Methodology for computing the Belgian notice period
This document details the methodology used by our notice period calculator. The Belgian notice period depends on when the employment contract was concluded, on the employee's seniority, on the type of termination (dismissal by the employer or resignation by the employee), and — for pre-2014 contracts — on status (blue- or white-collar). The full logic is based on the law of 26 December 2013 introducing the Single Status and on the official grids published by SPF Emploi.
1. The Single Status (law of 26 December 2013)
Since 1 January 2014, Belgium has applied the "Single Status" which unifies the rules between blue- and white-collar workers for any contract concluded from that date. Before 2014, blue-collar workers had very short notice periods (sometimes 7 days) while white-collar employees had complex rules based on annual salary (notably the Claeys formulas).
The Single Status replaces all of this with a fixed grid in weeks, identical for blue- and white-collar workers, based solely on seniority accrued since hiring.
2. Post-2014 grid — dismissal
For dismissal by the employer, the post-2014 grid progresses by tiers: 1 week below 3 months of seniority, 3 weeks at 3 months, 4 weeks at 6 months, 5 weeks at 9 months, then +3 weeks per year up to 23 years, after which +1 additional week per year.
For example, a worker with 5 years of seniority receives 15 weeks of notice; 10 years = 30 weeks; 20 years = 60 weeks.
3. Post-2014 grid — resignation
For resignation by the employee, the duration is roughly half that of a dismissal, and capped at 13 weeks. This is the "part 1" grid of the law of 26/12/2013.
Example: 5 years of seniority = 6 weeks of resignation notice (vs 15 for a dismissal).
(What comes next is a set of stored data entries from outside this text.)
//! Execution plan and plan iterator
//!
//! The plan is the flat, ordered list of files found in a [`DeviceTree`],
//! with a running byte total. It refers to tree nodes by [`NodeId`], so it
//! stays valid while the transfer pass flags nodes as copied.

use crate::core::tree::{DeviceTree, NodeId};

/// One file scheduled for transfer
#[derive(Debug, Clone, Copy, PartialEq, Eq)]
pub struct PlanEntry {
    pub node: NodeId,
    pub size: u64,
}

/// Flattened list of files to transfer
#[derive(Debug, Clone, Default)]
pub struct ExecutionPlan {
    entries: Vec<PlanEntry>,
    total_size: u64,
    root_dir: String,
}

impl ExecutionPlan {
    /// Create an empty plan for a device root path
    pub fn new(root_dir: &str) -> Self {
        Self {
            entries: Vec::new(),
            total_size: 0,
            root_dir: root_dir.to_string(),
        }
    }

    /// Flatten a tree: files in pre-order, directories traversed but never added
    pub fn build(tree: &DeviceTree) -> Self {
        let mut plan = Self::new(tree.root_path());
        for id in tree.roots() {
            plan.add_node(tree, *id);
        }
        plan
    }

    fn add_node(&mut self, tree: &DeviceTree, id: NodeId) {
        let node = tree.node(id);
        if node.is_dir() {
            for child in &node.children {
                self.add_node(tree, *child);
            }
        } else {
            self.add_file(id, node.size());
        }
    }

    /// Append a file, keeping the total in step
    pub fn add_file(&mut self, node: NodeId, size: u64) {
        self.entries.push(PlanEntry { node, size });
        self.total_size += size;
    }

    pub fn entries(&self) -> &[PlanEntry] {
        &self.entries
    }

    pub fn files_count(&self) -> usize {
        self.entries.len()
    }

    pub fn total_size(&self) -> u64 {
        self.total_size
    }

    pub fn is_empty(&self) -> bool {
        self.entries.is_empty()
    }

    /// Device root path relative paths are computed against
    pub fn root_dir(&self) -> &str {
        &self.root_dir
    }

    /// Human-readable total size (`"600 B"`, `"3.0 MiB"`)
    pub fn total_size_string(&self) -> String {
        format_size(self.total_size)
    }

    /// Fresh cursor positioned on the first file
    pub fn iter(&self) -> PlanIterator<'_> {
        PlanIterator {
            plan: self,
            index: 0,
            bytes_remaining: self.total_size,
        }
    }
}

/// Forward-only cursor over an [`ExecutionPlan`]
///
/// `bytes_remaining` still counts the current file until [`PlanIterator::next`]
/// moves past it. Advancing past the last file parks the cursor in a terminal
/// state where further calls change nothing.
#[derive(Debug, Clone)]
pub struct PlanIterator<'a> {
    plan: &'a ExecutionPlan,
    index: usize,
    bytes_remaining: u64,
}

impl<'a> PlanIterator<'a> {
    /// The file at the cursor, `None` once past the end
    pub fn current(&self) -> Option<&'a PlanEntry> {
        self.plan.entries.get(self.index)
    }

    /// Whether there is at least one more file after the current one
    pub fn has_next(&self) -> bool {
        self.files_total() > self.files_seen_count()
    }

    /// Advance by one and return the new current file
    #[allow(clippy::should_implement_trait)]
    pub fn next(&mut self) -> Option<&'a PlanEntry> {
        if !self.has_next() {
            self.index = self.files_total();
            self.bytes_remaining = 0;
            return None;
        }

        if let Some(entry) = self.current() {
            self.bytes_remaining = self.bytes_remaining.saturating_sub(entry.size);
        }
        self.index += 1;
        self.current()
    }

    /// 1-based count of files visited including the current one, capped at the total
    pub fn files_seen_count(&self) -> usize {
        if self.index >= self.files_total() {
            self.files_total()
        } else {
            self.index + 1
        }
    }

    pub fn files_total(&self) -> usize {
        self.plan.files_count()
    }

    /// Bytes not yet advanced past, including the current file
    pub fn bytes_remaining(&self) -> u64 {
        self.bytes_remaining
    }
}

/// Format a byte count with binary units (`"100 B"`, `"3.0 KiB"`, `"1.5 GiB"`)
pub fn format_size(size: u64) -> String {
    const UNIT: u64 = 1024;
    const PREFIXES: &[u8] = b"KMGTPE";

    if size < UNIT {
        return format!("{} B", size);
    }

    let mut div = UNIT;
    let mut exp = 0;
    let mut n = size / UNIT;
    while n >= UNIT {
        div *= UNIT;
        exp += 1;
        n /= UNIT;
    }

    format!(
        "{:.1} {}iB",
        size as f64 / div as f64,
        PREFIXES[exp] as char
    )
}

#[cfg(test)]
mod tests {
    use super::*;
    use crate::device::traits::DeviceObject;

    /// Tree of `count` files sized 100, 200, 300... directly under the root
    fn flat_tree(count: usize) -> DeviceTree {
        let mut tree = DeviceTree::new("/DCIM");
        for i in 0..count {
            let name = format!("file_{}", i);
            tree.insert(None, DeviceObject::file(&name, &name, (i as u64 + 1) * 100));
        }
        tree
    }

    fn plan_of(count: usize) -> (DeviceTree, ExecutionPlan) {
        let tree = flat_tree(count);
        let plan = ExecutionPlan::build(&tree);
        (tree, plan)
    }

    fn name_of<'t>(tree: &'t DeviceTree, entry: Option<&PlanEntry>) -> Option<&'t str> {
        entry.map(|e| tree.node(e.node).name.as_str())
    }

    #[test]
    fn test_empty_plan() {
        let plan = ExecutionPlan::new("/DCIM");
        assert!(plan.is_empty());
        assert_eq!(plan.files_count(), 0);
        assert_eq!(plan.total_size(), 0);
        assert_eq!(plan.total_size_string(), "0 B");
    }

    #[test]
    fn test_single_file_plan() {
        let (_, plan) = plan_of(1);
        assert!(!plan.is_empty());
        assert_eq!(plan.files_count(), 1);
        assert_eq!(plan.total_size(), 100);
        assert_eq!(plan.total_size_string(), "100 B");
    }

    #[test]
    fn test_three_file_plan() {
        let (_, plan) = plan_of(3);
        assert_eq!(plan.files_count(), 3);
        assert_eq!(plan.total_size(), 600);
        assert_eq!(plan.root_dir(), "/DCIM");
    }

    #[test]
    fn test_format_size() {
        assert_eq!(format_size(0), "0 B");
        assert_eq!(format_size(3), "3 B");
        assert_eq!(format_size(1023), "1023 B");
        assert_eq!(format_size(3 * 1024), "3.0 KiB");
        assert_eq!(format_size(1536), "1.5 KiB");
        assert_eq!(format_size(3 * 1024 * 1024 + 3), "3.0 MiB");
        assert_eq!(format_size(3 * 1024 * 1024 * 1024 + 3), "3.0 GiB");
        assert_eq!(format_size(3 * 1024 * 1024 * 1024 * 1024 + 3), "3.0 TiB");
    }

    #[test]
    fn test_build_is_preorder_files_only() {
        let mut tree = DeviceTree::new("/");
        let dcim = tree.insert(None, DeviceObject::folder("d", "DCIM")).unwrap();
        let a = tree.insert(Some(dcim), DeviceObject::folder("a", "100A")).unwrap();
        tree.insert(Some(a), DeviceObject::file("a1", "a1.jpg", 1));
        tree.insert(Some(a), DeviceObject::file("a2", "a2.jpg", 2));
        tree.insert(Some(dcim), DeviceObject::file("d1", "d1.jpg", 4));
        let b = tree.insert(Some(dcim), DeviceObject::folder("b", "100B")).unwrap();
        tree.insert(Some(b), DeviceObject::file("b1", "b1.jpg", 8));
        tree.insert(None, DeviceObject::folder("e", "EMPTY"));
        tree.insert(None, DeviceObject::file("t", "top.txt", 16));

        let plan = ExecutionPlan::build(&tree);
        let names: Vec<&str> = plan
            .entries()
            .iter()
            .map(|e| tree.node(e.node).name.as_str())
            .collect();
        assert_eq!(names, vec!["a1.jpg", "a2.jpg", "d1.jpg", "b1.jpg", "top.txt"]);
        assert_eq!(plan.total_size(), 31);
        assert_eq!(
            plan.total_size(),
            plan.entries().iter().map(|e| e.size).sum::<u64>()
        );
    }

    #[test]
    fn test_iterator_empty_plan() {
        let plan = ExecutionPlan::new("/");
        let it = plan.iter();
        assert!(!it.has_next());
        assert!(it.current().is_none());
        assert_eq!(it.files_seen_count(), 0);
        assert_eq!(it.files_total(), 0);
        assert_eq!(it.bytes_remaining(), 0);
    }

    #[test]
    fn test_iterator_single_file() {
        let (tree, plan) = plan_of(1);
        let mut it = plan.iter();

        assert!(!it.has_next());
        assert_eq!(name_of(&tree, it.current()), Some("file_0"));
        assert_eq!(it.files_seen_count(), 1);
        assert_eq!(it.files_total(), 1);
        assert_eq!(it.bytes_remaining(), 100);

        assert!(it.next().is_none());
        assert!(!it.has_next());
        assert!(it.current().is_none());
        assert_eq!(it.files_seen_count(), 1);
        assert_eq!(it.bytes_remaining(), 0);
    }

    #[test]
    fn test_iterator_three_files() {
        let (tree, plan) = plan_of(3);
        let mut it = plan.iter();

        assert!(it.has_next());
        assert_eq!(name_of(&tree, it.current()), Some("file_0"));
        assert_eq!(it.files_seen_count(), 1);
        assert_eq!(it.files_total(), 3);
        assert_eq!(it.bytes_remaining(), 600);

        assert_eq!(name_of(&tree, it.next()), Some("file_1"));
        assert!(it.has_next());
        assert_eq!(it.files_seen_count(), 2);
        assert_eq!(it.bytes_remaining(), 500);

        assert_eq!(name_of(&tree, it.next()), Some("file_2"));
        assert!(!it.has_next());
        assert_eq!(it.files_seen_count(), 3);
        assert_eq!(it.bytes_remaining(), 300);

        assert!(it.next().is_none());
        assert!(it.current().is_none());
        assert_eq!(it.files_seen_count(), 3);
        assert_eq!(it.bytes_remaining(), 0);
    }

    #[test]
    fn test_iterator_terminal_state_is_stable() {
        let (_, plan) = plan_of(4);
        let mut it = plan.iter();
        let mut visited = 1;
        while it.next().is_some() {
            visited += 1;
        }
        assert_eq!(visited, 4);

        for _ in 0..3 {
            assert!(it.next().is_none());
            assert_eq!(it.files_seen_count(), 4);
            assert_eq!(it.files_total(), 4);
            assert_eq!(it.bytes_remaining(), 0);
        }
    }

    #[test]
    fn test_iterators_are_independent() {
        let (_, plan) = plan_of(3);
        let mut first = plan.iter();
        first.next();
        first.next();

        let second = plan.iter();
        assert_eq!(second.files_seen_count(), 1);
        assert_eq!(second.bytes_remaining(), 600);
        assert_eq!(first.bytes_remaining(), 300);
    }
}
4. Ratchet mechanism for pre-2014 contracts
For a contract concluded before 1 January 2014, the notice period is computed in two independent parts that are added together.
Part 1: duration accrued as of 31 December 2013 under the old status-specific rules (blue- or white-collar), frozen on that date.
Part 2: duration accrued from 1 January 2014 onwards under the new post-2014 grid, computed as if seniority had restarted from zero on that date.
5. Sources and updates
The calculation is based on the official grids of the SPF Emploi (Belgian federal labour authority). These grids may evolve (typically each year on 1 January) following legislative changes or Constitutional Court decisions. Our calculator is updated automatically as soon as a new grid is published.